● Material for the task

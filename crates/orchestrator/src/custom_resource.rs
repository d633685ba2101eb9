//! Lifecycle-triggered custom resource declarations.
//!
//! A custom resource tells the deployment engine to perform an SDK call when
//! the owning resource is created or updated. Both actions use the same fixed
//! physical resource id so the engine treats repeated invocations as updates
//! to one logical side effect rather than new resources. No delete action is
//! registered: removing the secret container does not scrub the stored value.

use serde_json::json;

/// Fixed physical resource id shared by the create and update actions.
pub const PHYSICAL_RESOURCE_ID: &str = "CustomResourceSecretLambdaInvoke";

/// One SDK call the deployment engine performs on a lifecycle event.
#[derive(Debug, Clone, PartialEq, Eq)]
pub struct SdkCall {
    /// Service namespace, e.g. `Lambda`.
    pub service: String,
    /// API action, e.g. `invoke`.
    pub action: String,
    /// Call parameters as they appear on the wire.
    pub parameters: serde_json::Value,
    /// Token correlating repeated calls as one logical side effect.
    pub physical_resource_id: String,
}

impl SdkCall {
    /// Declare a `Lambda.invoke` of `function_name` with a JSON `payload`.
    pub fn lambda_invoke(function_name: impl Into<String>, payload: impl Into<String>) -> Self {
        Self {
            service: "Lambda".into(),
            action: "invoke".into(),
            parameters: json!({
                "FunctionName": function_name.into(),
                "Payload": payload.into(),
            }),
            physical_resource_id: PHYSICAL_RESOURCE_ID.into(),
        }
    }
}

/// Custom resource bound to the create and update lifecycle events.
#[derive(Debug, Clone, PartialEq, Eq)]
pub struct CustomResourceSpec {
    pub on_create: SdkCall,
    pub on_update: SdkCall,
    /// Resources the custom resource's own execution policy is scoped to.
    pub policy_resources: Vec<String>,
}
//! Structured logging for the executor.
//!
//! The executor is a short-lived per-event invocation; the execution host
//! captures stdout/stderr, so logs are emitted as JSON lines rather than
//! exported to a collector. The decrypted plaintext must never appear in any
//! log field.

use anyhow::{Context, Result};
use tracing_subscriber::{layer::SubscriberExt, util::SubscriberInitExt, EnvFilter};

/// Initialise the global tracing subscriber with JSON output.
///
/// # Errors
///
/// Returns an error if a subscriber is already installed.
pub fn init_telemetry(log_level: &str) -> Result<()> {
    let env_filter =
        EnvFilter::try_from_default_env().unwrap_or_else(|_| EnvFilter::new(log_level));

    tracing_subscriber::registry()
        .with(env_filter)
        .with(tracing_subscriber::fmt::layer().json())
        .try_init()
        .context("failed to initialise tracing subscriber")?;

    Ok(())
}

● Exercise brief
Find how many lines of the listing include the string "parameters" and give that number, nothing else.

● Your solution
3